What I have found is that for proofs of concepts, small projects and solutions that do not have too many service connections (RESTful or Web Services) then Hybrid Development can be effective. My personal favorite is PhoneGap for the simple reason that HTML/JavaScript are languages I am familiar with and it is easier to hire Web developers. POCs and Mockups are easy to create and show running on multiple platforms.

The place where Hybrid development starts to fall short is when there is a need for a complex solution that leverages native APIs on the device, interfaces with complex back-office systems (such as your ERP or CRM) or needs to scale to millions of users.

Native Development

Native development refers to building solutions on a platform that are based on the recommendations from the OS owner. For instance, Apple recommends working with Xcode and Objective-C for iOS development, Google recommends Eclipse with Java/C++ and Microsoft recommends Visual Studio and C#.

Each of these development environments and languages are not new. They are mature, stable and have proven their effectiveness in millions of applications. At one point in time it was expensive to hire iOS and Android developers but there are more people now with these core skills and the prices point between Hybrid and Native developers is closing.

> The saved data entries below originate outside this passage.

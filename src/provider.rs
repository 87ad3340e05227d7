//! Remote resource access.
//!
//! [`ResourceProvider`] is the seam between the screens and whatever answers
//! the remote calls. Every method maps one remote operation: a single page of
//! a listing, one batch of a describe call, a single value, or a mutation.

use async_trait::async_trait;

use crate::browser::Page;
use crate::error::FetchError;
use crate::model::{Cluster, LogEvent, LogGroup, LogStream, Profile, Secret, Service, Task};

mod aws_cli;
mod fixture;

pub use aws_cli::{AwsCliProvider, classify_cli_error};
pub use fixture::{Dataset, StaticProvider, demo_dataset};

/// Largest batch `describe_clusters` accepts.
pub const CLUSTER_BATCH: usize = 100;
/// Largest batch `describe_services` accepts.
pub const SERVICE_BATCH: usize = 10;
/// Largest batch `describe_tasks` accepts.
pub const TASK_BATCH: usize = 100;

#[async_trait]
pub trait ResourceProvider: Send + Sync {
    /// One page of log groups, optionally restricted to a name prefix.
    async fn list_log_groups(
        &self,
        profile: &Profile,
        prefix: Option<&str>,
        token: Option<String>,
    ) -> Result<Page<LogGroup>, FetchError>;

    /// The `limit` streams of a group with the most recent events, newest
    /// first.
    async fn list_log_streams(
        &self,
        profile: &Profile,
        group: &str,
        limit: usize,
    ) -> Result<Vec<LogStream>, FetchError>;

    /// The latest `limit` events of a stream, oldest first.
    async fn log_events(
        &self,
        profile: &Profile,
        group: &str,
        stream: &str,
        limit: usize,
    ) -> Result<Vec<LogEvent>, FetchError>;

    async fn list_clusters(
        &self,
        profile: &Profile,
        token: Option<String>,
    ) -> Result<Page<String>, FetchError>;

    async fn describe_clusters(
        &self,
        profile: &Profile,
        arns: Vec<String>,
    ) -> Result<Vec<Cluster>, FetchError>;

    async fn list_services(
        &self,
        profile: &Profile,
        cluster: &str,
        token: Option<String>,
    ) -> Result<Page<String>, FetchError>;

    /// Describes up to [`SERVICE_BATCH`] services. Services that no longer
    /// exist are left out of the result.
    async fn describe_services(
        &self,
        profile: &Profile,
        cluster: &str,
        arns: Vec<String>,
    ) -> Result<Vec<Service>, FetchError>;

    async fn list_tasks(
        &self,
        profile: &Profile,
        cluster: &str,
        service: &str,
        token: Option<String>,
    ) -> Result<Page<String>, FetchError>;

    async fn describe_tasks(
        &self,
        profile: &Profile,
        cluster: &str,
        arns: Vec<String>,
    ) -> Result<Vec<Task>, FetchError>;

    async fn list_secrets(
        &self,
        profile: &Profile,
        token: Option<String>,
    ) -> Result<Page<Secret>, FetchError>;

    /// The secret's string value. Binary secrets are an error.
    async fn secret_value(&self, profile: &Profile, arn: &str) -> Result<String, FetchError>;

    /// Restart every task of a service on its current task definition.
    async fn force_new_deployment(
        &self,
        profile: &Profile,
        cluster: &str,
        service: &str,
    ) -> Result<(), FetchError>;
}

Native Development gives you access to mature frameworks and APIs. In particular, iOS is now on greater than 78% of all iOS devices, giving developers a unique opportunity to develop with the latest and greatest APIs (such as iBeacon) without requiring the need to support a decade of legacy devices.

Which is Better: Hybrid or Native?

At the end of the day, there is an argument for both. My preference for consumer solutions is to always go native, but there is no reason why POCs should not be done in PhoneGap to validate a solution.

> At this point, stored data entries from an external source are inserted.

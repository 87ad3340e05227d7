//! The reusable list-browsing machinery shared by every screen.

mod debounce;
mod engine;
mod fetcher;
mod intent;
mod line_input;
mod nav;
mod query;
mod window;

pub use debounce::Debounce;
pub use engine::{
    BrowsableResource, FilterMode, Handled, LoadFuture, LoadRequest, Loader, ResourceBrowser,
};
pub use fetcher::{FetchMode, Fetched, Page, collect_pages, fetch_all};
pub use intent::Intent;
pub use line_input::LineInput;
pub use nav::{NavAction, Navigator};
pub use query::{QueryKey, QueryRunner, QueryStatus};
pub use window::ListWindow;
use super::*;

pub(in crate::tui_shell) struct App {
    pub(in crate::tui_shell) nav: Navigator,
    pub(in crate::tui_shell) screen: Box<dyn Screen>,
    pub(in crate::tui_shell) ctx: ScreenContext,
    pub(in crate::tui_shell) quit: bool,
}

impl App {
    /// Feed one intent to the current screen and act on its outcome.
    pub(in crate::tui_shell) fn handle(&mut self, intent: Intent, now: Instant) {
        match self.screen.handle(intent, now) {
            Outcome::Stay => {}
            Outcome::Quit => self.quit = true,
            Outcome::Nav(action) => {
                if self.nav.apply(action) {
                    self.rebuild();
                }
            }
        }
    }

    /// Fold settled fetches and due debounces into the current screen.
    pub(in crate::tui_shell) fn sync(&mut self, now: Instant) -> bool {
        self.screen.sync(now)
    }

    pub(in crate::tui_shell) fn resize(&mut self, terminal_rows: u16) {
        let height = viewport_height(terminal_rows);
        self.ctx.viewport_height = height;
        self.screen.set_viewport_height(height);
    }

    /// Replace the current screen after navigation. The old screen and its
    /// in-flight queries are dropped with it.
    fn rebuild(&mut self) {
        self.screen = screens::build(self.nav.current(), self.nav.profile(), &self.ctx);
        self.screen.sync(Instant::now());
    }
}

Which platform do you prefer and why?

6 thoughts on “Hybrid vs Native Development”

  1. Im firmly in the native camp on this one. As much as I think there is a place for things like PhoneGap and other hybrids. However I also associate a risk with these when OS updates come out, something may break and you need to wait for the underlying tools to be updated. With native you can handle this a lot better.

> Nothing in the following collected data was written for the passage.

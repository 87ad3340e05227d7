use time::OffsetDateTime;

#[derive(Clone, Debug, PartialEq)]
pub struct Secret {
    pub arn: String,
    pub name: String,
    pub description: Option<String>,
    pub last_changed: Option<OffsetDateTime>,
}
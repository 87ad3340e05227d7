use anyhow::Result;

use crate::catalog::SharedProvider;
use crate::config::Settings;
use crate::model::Profile;

/// Everything the interactive shell needs, resolved before the terminal is
/// taken over.
#[derive(Clone)]
pub struct TuiRunOptions {
    pub settings: Settings,
    pub provider: SharedProvider,
    /// Profiles offered on the selection screen.
    pub profiles: Vec<Profile>,
    /// Skip profile selection and start on the main menu.
    pub initial_profile: Option<Profile>,
}

pub fn run_with_options(opts: TuiRunOptions) -> Result<()> {
    crate::tui_shell::run_with_options(opts)
}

  2. I believe today, Hybrid is a great option if your goal is to take content that is already displayed on the web in some fashion and build something that can now be accessible via an app store application. Taking marketing info, menus, shopping, etc. and making that content available via an app on multiple platforms is a sweet-spot for Hybrid solutions today.

    If you are attempting to build a commercial quality application that needs to implement complex calculations/logic/etc on the handheld… and especially if you need to do that in a environment that needs to work even when you don’t have access to the internet, it’s been my experience that native is solidly the way to go.

    With all that said, the mobile development world is changing/advancing so rapidly right now, a professional really needs to regularly evaluate the tools/market on a 3-6 month increment as tech is changing that fast and it would be easy to miss new products/tools that may fill the gap(s) that exists today.

    1. Great comments. Your last paragraph is very appropriate. I had a little time on Friday and ran the latest build of PhoneGap to see what has changed. The fact that I could not get the solution to build an Android app on my Mavericks Mac was not a good start.